==== AVAILABLE DATA ====

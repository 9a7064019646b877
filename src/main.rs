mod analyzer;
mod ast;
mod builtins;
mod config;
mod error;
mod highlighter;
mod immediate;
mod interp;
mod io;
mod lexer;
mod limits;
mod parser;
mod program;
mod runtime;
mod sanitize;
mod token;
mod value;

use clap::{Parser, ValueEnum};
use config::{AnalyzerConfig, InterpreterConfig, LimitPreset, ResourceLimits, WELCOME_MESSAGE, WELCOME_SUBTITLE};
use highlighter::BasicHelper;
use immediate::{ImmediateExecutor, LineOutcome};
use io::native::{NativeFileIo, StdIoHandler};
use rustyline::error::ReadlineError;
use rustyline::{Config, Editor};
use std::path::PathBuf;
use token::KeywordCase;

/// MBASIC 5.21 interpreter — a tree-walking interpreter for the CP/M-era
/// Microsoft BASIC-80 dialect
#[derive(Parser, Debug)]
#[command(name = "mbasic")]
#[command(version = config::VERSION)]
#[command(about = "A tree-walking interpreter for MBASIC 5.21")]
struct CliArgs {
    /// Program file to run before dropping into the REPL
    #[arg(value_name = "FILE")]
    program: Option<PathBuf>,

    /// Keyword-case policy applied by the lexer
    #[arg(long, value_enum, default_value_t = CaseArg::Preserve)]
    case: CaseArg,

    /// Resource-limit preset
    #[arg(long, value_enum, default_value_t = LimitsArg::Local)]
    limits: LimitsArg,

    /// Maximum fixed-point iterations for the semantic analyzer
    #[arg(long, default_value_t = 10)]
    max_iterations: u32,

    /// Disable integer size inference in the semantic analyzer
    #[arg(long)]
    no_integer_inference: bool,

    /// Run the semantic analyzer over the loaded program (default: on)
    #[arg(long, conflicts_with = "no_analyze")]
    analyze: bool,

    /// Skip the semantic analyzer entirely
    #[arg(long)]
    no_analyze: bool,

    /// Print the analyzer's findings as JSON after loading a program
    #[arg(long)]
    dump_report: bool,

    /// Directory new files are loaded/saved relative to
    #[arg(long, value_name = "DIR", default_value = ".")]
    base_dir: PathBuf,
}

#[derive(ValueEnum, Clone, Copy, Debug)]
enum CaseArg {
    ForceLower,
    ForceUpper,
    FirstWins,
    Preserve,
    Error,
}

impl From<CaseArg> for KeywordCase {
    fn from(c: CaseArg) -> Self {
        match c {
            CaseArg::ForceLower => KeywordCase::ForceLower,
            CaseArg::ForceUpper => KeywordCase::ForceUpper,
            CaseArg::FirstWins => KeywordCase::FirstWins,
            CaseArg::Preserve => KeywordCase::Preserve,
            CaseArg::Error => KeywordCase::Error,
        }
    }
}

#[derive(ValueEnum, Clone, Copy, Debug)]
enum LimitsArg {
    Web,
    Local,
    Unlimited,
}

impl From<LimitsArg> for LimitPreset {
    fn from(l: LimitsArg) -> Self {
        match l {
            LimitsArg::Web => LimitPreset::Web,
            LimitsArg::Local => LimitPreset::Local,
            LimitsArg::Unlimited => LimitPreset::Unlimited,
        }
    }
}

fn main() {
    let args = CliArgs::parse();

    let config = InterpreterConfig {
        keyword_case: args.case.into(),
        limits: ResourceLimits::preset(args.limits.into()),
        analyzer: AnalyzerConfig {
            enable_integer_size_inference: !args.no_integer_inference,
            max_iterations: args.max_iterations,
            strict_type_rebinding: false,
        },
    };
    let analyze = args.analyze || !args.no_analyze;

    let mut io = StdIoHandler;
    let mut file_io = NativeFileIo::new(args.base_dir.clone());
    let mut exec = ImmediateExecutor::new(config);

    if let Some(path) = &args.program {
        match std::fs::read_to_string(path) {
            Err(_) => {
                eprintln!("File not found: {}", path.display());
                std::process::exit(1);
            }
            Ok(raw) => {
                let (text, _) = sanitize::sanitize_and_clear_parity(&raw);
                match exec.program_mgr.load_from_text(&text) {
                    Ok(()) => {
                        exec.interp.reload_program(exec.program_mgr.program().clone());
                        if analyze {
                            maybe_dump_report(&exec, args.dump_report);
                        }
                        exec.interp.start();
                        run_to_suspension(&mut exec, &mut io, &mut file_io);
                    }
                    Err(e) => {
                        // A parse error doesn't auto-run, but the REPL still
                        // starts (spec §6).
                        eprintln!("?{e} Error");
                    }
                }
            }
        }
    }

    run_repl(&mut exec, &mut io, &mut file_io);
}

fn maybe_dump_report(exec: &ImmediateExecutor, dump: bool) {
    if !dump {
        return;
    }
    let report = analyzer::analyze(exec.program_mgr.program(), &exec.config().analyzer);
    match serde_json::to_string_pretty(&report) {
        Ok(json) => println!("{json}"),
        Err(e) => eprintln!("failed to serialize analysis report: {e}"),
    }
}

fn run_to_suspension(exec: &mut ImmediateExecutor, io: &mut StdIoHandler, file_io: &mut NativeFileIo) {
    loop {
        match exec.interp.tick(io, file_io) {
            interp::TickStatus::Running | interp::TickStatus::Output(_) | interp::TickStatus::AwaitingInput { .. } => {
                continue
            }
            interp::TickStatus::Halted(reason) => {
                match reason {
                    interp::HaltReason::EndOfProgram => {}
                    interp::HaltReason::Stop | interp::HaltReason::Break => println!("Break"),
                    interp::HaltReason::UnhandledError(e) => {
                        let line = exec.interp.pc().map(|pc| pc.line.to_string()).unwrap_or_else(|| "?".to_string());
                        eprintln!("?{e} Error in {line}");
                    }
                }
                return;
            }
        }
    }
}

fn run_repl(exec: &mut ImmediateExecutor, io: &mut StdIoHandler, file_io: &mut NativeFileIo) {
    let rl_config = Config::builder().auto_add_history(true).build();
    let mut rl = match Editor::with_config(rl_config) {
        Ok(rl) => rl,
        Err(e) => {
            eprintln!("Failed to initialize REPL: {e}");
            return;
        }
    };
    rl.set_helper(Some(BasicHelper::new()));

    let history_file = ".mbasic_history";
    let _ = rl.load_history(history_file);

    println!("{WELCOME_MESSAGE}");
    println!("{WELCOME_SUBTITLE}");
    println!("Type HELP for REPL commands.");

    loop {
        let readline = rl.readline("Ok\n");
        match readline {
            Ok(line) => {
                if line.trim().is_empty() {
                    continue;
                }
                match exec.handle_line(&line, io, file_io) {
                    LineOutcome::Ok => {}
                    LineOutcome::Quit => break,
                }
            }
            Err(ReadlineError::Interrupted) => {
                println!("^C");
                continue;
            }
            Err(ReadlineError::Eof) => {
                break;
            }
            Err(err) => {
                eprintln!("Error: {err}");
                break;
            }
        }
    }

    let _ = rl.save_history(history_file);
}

====

YOUR OBJECTIVE. Please return all of the entries shown above, exactly as they stand.

EXPECTED ANSWER.
repository 9a7064019646b877
filename src/main.rs
mod analyzer;
mod ast;
mod builtins;
mod config;
mod error;
mod highlighter;
mod immediate;
mod interp;
mod io;
mod lexer;
mod limits;
mod parser;
mod program;
mod runtime;
mod sanitize;
mod token;
mod value;

use clap::{Parser, ValueEnum};
use config::{AnalyzerConfig, InterpreterConfig, LimitPreset, ResourceLimits, WELCOME_MESSAGE, WELCOME_SUBTITLE};
use highlighter::BasicHelper;
use immediate::{ImmediateExecutor, LineOutcome};
use io::native::{NativeFileIo, StdIoHandler};
use rustyline::error::ReadlineError;
use rustyline::{Config, Editor};
use std::path::PathBuf;
use token::KeywordCase;

/// MBASIC 5.21 interpreter — a tree-walking interpreter for the CP/M-era
/// Microsoft BASIC-80 dialect
#[derive(Parser, Debug)]
#[command(name = "mbasic")]
#[command(version = config::VERSION)]
#[command(about = "A tree-walking interpreter for MBASIC 5.21")]
struct CliArgs {
    /// Program file to run before dropping into the REPL
    #[arg(value_name = "FILE")]
    program: Option<PathBuf>,

    /// Keyword-case policy applied by the lexer
    #[arg(long, value_enum, default_value_t = CaseArg::Preserve)]
    case: CaseArg,

    /// Resource-limit preset
    #[arg(long, value_enum, default_value_t = LimitsArg::Local)]
    limits: LimitsArg,

    /// Maximum fixed-point iterations for the semantic analyzer
    #[arg(long, default_value_t = 10)]
    max_iterations: u32,

    /// Disable integer size inference in the semantic analyzer
    #[arg(long)]
    no_integer_inference: bool,

    /// Run the semantic analyzer over the loaded program (default: on)
    #[arg(long, conflicts_with = "no_analyze")]
    analyze: bool,

    /// Skip the semantic analyzer entirely
    #[arg(long)]
    no_analyze: bool,

    /// Print the analyzer's findings as JSON after loading a program
    #[arg(long)]
    dump_report: bool,

    /// Directory new files are loaded/saved relative to
    #[arg(long, value_name = "DIR", default_value = ".")]
    base_dir: PathBuf,
}

#[derive(ValueEnum, Clone, Copy, Debug)]
enum CaseArg {
    ForceLower,
    ForceUpper,
    FirstWins,
    Preserve,
    Error,
}

impl From<CaseArg> for KeywordCase {
    fn from(c: CaseArg) -> Self {
        match c {
            CaseArg::ForceLower => KeywordCase::ForceLower,
            CaseArg::ForceUpper => KeywordCase::ForceUpper,
            CaseArg::FirstWins => KeywordCase::FirstWins,
            CaseArg::Preserve => KeywordCase::Preserve,
            CaseArg::Error => KeywordCase::Error,
        }
    }
}

#[derive(ValueEnum, Clone, Copy, Debug)]
enum LimitsArg {
    Web,
    Local,
    Unlimited,
}

impl From<LimitsArg> for LimitPreset {
    fn from(l: LimitsArg) -> Self {
        match l {
            LimitsArg::Web => LimitPreset::Web,
            LimitsArg::Local => LimitPreset::Local,
            LimitsArg::Unlimited => LimitPreset::Unlimited,
        }
    }
}

fn main() {
    let args = CliArgs::parse();

    let config = InterpreterConfig {
        keyword_case: args.case.into(),
        limits: ResourceLimits::preset(args.limits.into()),
        analyzer: AnalyzerConfig {
            enable_integer_size_inference: !args.no_integer_inference,
            max_iterations: args.max_iterations,
            strict_type_rebinding: false,
        },
    };
    let analyze = args.analyze || !args.no_analyze;

    let mut io = StdIoHandler;
    let mut file_io = NativeFileIo::new(args.base_dir.clone());
    let mut exec = ImmediateExecutor::new(config);

    if let Some(path) = &args.program {
        match std::fs::read_to_string(path) {
            Err(_) => {
                eprintln!("File not found: {}", path.display());
                std::process::exit(1);
            }
            Ok(raw) => {
                let (text, _) = sanitize::sanitize_and_clear_parity(&raw);
                match exec.program_mgr.load_from_text(&text) {
                    Ok(()) => {
                        exec.interp.reload_program(exec.program_mgr.program().clone());
                        if analyze {
                            maybe_dump_report(&exec, args.dump_report);
                        }
                        exec.interp.start();
                        run_to_suspension(&mut exec, &mut io, &mut file_io);
                    }
                    Err(e) => {
                        // A parse error doesn't auto-run, but the REPL still
                        // starts (spec §6).
                        eprintln!("?{e} Error");
                    }
                }
            }
        }
    }

    run_repl(&mut exec, &mut io, &mut file_io);
}

fn maybe_dump_report(exec: &ImmediateExecutor, dump: bool) {
    if !dump {
        return;
    }
    let report = analyzer::analyze(exec.program_mgr.program(), &exec.config().analyzer);
    match serde_json::to_string_pretty(&report) {
        Ok(json) => println!("{json}"),
        Err(e) => eprintln!("failed to serialize analysis report: {e}"),
    }
}

fn run_to_suspension(exec: &mut ImmediateExecutor, io: &mut StdIoHandler, file_io: &mut NativeFileIo) {
    loop {
        match exec.interp.tick(io, file_io) {
            interp::TickStatus::Running | interp::TickStatus::Output(_) | interp::TickStatus::AwaitingInput { .. } => {
                continue
            }
            interp::TickStatus::Halted(reason) => {
                match reason {
                    interp::HaltReason::EndOfProgram => {}
                    interp::HaltReason::Stop | interp::HaltReason::Break => println!("Break"),
                    interp::HaltReason::UnhandledError(e) => {
                        let line = exec.interp.pc().map(|pc| pc.line.to_string()).unwrap_or_else(|| "?".to_string());
                        eprintln!("?{e} Error in {line}");
                    }
                }
                return;
            }
        }
    }
}

fn run_repl(exec: &mut ImmediateExecutor, io: &mut StdIoHandler, file_io: &mut NativeFileIo) {
    let rl_config = Config::builder().auto_add_history(true).build();
    let mut rl = match Editor::with_config(rl_config) {
        Ok(rl) => rl,
        Err(e) => {
            eprintln!("Failed to initialize REPL: {e}");
            return;
        }
    };
    rl.set_helper(Some(BasicHelper::new()));

    let history_file = ".mbasic_history";
    let _ = rl.load_history(history_file);

    println!("{WELCOME_MESSAGE}");
    println!("{WELCOME_SUBTITLE}");
    println!("Type HELP for REPL commands.");

    loop {
        let readline = rl.readline("Ok\n");
        match readline {
            Ok(line) => {
                if line.trim().is_empty() {
                    continue;
                }
                match exec.handle_line(&line, io, file_io) {
                    LineOutcome::Ok => {}
                    LineOutcome::Quit => break,
                }
            }
            Err(ReadlineError::Interrupted) => {
                println!("^C");
                continue;
            }
            Err(ReadlineError::Eof) => {
                break;
            }
            Err(err) => {
                eprintln!("Error: {err}");
                break;
            }
        }
    }

    let _ = rl.save_history(history_file);
}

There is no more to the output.